§ Work required: Reproduce the opening lines of the records exactly, up to and including the line in which "how to render." occurs.

§ Available records:
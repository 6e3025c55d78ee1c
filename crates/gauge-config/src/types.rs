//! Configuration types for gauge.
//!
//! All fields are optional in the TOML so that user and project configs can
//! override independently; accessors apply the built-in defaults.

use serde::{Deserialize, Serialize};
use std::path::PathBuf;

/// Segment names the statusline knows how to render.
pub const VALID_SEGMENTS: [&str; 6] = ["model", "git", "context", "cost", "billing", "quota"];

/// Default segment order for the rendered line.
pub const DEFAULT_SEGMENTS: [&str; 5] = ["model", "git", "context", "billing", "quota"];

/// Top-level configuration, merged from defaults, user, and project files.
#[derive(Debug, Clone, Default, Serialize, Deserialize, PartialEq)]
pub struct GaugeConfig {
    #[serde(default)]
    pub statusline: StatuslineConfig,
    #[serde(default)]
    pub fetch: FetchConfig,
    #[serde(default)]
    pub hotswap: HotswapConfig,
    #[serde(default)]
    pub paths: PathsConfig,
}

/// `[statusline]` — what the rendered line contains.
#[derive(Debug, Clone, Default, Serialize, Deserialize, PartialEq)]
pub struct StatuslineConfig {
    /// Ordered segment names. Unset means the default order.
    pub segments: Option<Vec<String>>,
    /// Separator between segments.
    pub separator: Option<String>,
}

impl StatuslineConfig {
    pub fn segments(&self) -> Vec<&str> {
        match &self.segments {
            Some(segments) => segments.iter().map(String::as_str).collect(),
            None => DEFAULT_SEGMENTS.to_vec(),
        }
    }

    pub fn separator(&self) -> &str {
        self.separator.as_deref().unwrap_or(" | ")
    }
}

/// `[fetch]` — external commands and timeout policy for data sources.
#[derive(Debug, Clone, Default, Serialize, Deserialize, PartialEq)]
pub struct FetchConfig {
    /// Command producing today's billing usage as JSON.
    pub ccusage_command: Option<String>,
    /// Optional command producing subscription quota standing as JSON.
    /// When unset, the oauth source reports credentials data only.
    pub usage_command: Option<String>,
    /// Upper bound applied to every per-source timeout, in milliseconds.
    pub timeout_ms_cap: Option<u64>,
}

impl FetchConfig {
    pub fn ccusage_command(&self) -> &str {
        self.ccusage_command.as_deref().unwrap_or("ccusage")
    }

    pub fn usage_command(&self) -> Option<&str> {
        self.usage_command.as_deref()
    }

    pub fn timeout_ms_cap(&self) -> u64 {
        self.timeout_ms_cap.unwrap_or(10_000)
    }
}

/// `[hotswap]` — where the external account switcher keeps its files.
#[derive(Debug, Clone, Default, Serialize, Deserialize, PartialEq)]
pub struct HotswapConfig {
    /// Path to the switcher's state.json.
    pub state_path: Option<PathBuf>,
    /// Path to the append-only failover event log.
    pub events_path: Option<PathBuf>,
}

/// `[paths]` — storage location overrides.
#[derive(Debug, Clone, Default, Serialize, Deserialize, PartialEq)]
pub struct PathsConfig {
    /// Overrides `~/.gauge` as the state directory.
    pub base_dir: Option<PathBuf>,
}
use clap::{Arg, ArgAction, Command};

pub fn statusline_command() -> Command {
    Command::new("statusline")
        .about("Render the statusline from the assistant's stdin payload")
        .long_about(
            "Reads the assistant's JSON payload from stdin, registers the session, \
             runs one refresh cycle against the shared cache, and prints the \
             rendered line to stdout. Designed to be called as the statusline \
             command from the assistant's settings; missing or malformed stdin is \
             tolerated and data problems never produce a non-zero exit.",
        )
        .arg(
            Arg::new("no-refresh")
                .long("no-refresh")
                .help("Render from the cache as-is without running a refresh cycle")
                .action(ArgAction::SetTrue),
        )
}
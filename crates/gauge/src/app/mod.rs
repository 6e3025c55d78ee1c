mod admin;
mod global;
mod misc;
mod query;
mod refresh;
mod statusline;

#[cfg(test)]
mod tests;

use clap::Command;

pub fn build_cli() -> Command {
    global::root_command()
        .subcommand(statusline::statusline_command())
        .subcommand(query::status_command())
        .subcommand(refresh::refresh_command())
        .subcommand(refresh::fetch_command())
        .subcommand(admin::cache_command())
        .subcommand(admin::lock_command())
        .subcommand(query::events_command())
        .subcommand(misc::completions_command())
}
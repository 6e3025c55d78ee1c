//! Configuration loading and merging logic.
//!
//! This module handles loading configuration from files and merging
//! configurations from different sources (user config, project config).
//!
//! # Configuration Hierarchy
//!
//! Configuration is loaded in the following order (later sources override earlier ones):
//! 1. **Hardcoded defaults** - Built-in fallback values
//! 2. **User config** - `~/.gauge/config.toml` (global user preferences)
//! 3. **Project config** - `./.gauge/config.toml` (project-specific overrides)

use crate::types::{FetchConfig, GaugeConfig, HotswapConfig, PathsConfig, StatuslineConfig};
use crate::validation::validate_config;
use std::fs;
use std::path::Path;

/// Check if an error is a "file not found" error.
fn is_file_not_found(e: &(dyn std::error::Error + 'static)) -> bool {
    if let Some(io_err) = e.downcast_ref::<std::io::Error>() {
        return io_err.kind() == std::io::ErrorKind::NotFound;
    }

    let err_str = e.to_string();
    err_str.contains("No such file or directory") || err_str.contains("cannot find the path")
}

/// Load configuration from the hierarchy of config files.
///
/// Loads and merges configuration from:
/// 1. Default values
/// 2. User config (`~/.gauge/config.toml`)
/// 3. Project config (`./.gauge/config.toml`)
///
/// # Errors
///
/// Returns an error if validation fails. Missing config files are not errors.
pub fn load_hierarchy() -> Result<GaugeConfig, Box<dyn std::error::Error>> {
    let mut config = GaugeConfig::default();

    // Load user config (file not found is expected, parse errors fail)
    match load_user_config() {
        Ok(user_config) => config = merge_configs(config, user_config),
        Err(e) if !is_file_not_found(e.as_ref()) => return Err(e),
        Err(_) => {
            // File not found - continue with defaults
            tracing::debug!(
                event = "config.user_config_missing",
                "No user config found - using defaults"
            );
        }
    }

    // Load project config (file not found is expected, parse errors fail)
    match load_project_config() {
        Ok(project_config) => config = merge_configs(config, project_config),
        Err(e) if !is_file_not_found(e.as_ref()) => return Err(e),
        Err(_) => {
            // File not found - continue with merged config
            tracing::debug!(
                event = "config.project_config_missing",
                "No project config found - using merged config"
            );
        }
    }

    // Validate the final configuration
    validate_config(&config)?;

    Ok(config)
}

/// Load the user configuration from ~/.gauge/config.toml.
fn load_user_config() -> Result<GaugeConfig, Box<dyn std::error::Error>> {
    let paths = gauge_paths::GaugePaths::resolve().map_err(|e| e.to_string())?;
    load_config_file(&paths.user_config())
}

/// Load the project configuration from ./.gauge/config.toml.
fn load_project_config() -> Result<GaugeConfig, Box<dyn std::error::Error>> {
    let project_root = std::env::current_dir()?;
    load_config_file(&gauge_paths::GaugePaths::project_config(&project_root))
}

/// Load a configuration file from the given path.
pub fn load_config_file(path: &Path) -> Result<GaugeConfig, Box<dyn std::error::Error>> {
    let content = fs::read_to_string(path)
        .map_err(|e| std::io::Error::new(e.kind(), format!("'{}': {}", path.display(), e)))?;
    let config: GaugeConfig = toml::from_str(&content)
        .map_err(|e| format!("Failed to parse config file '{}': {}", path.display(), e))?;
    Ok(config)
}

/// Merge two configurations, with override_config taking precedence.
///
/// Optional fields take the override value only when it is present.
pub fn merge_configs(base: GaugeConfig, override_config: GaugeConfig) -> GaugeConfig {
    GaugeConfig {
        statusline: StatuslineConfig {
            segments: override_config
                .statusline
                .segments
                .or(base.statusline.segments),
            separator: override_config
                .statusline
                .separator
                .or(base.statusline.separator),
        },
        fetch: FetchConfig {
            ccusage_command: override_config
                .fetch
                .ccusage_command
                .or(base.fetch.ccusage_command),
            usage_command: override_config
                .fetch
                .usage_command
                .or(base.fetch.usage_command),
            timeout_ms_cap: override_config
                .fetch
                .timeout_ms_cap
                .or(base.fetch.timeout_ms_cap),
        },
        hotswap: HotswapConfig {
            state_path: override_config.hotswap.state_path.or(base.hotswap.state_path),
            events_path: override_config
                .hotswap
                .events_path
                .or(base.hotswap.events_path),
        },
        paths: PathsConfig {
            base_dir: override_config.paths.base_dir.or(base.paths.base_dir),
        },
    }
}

§ Answer to the exercise:
repository 6e3025c55d78ee1c
filename crates/gauge-config/src/types.rs
//! Configuration types for gauge.
//!
//! All fields are optional in the TOML so that user and project configs can
//! override independently; accessors apply the built-in defaults.

use serde::{Deserialize, Serialize};
use std::path::PathBuf;

/// Segment names the statusline knows how to render.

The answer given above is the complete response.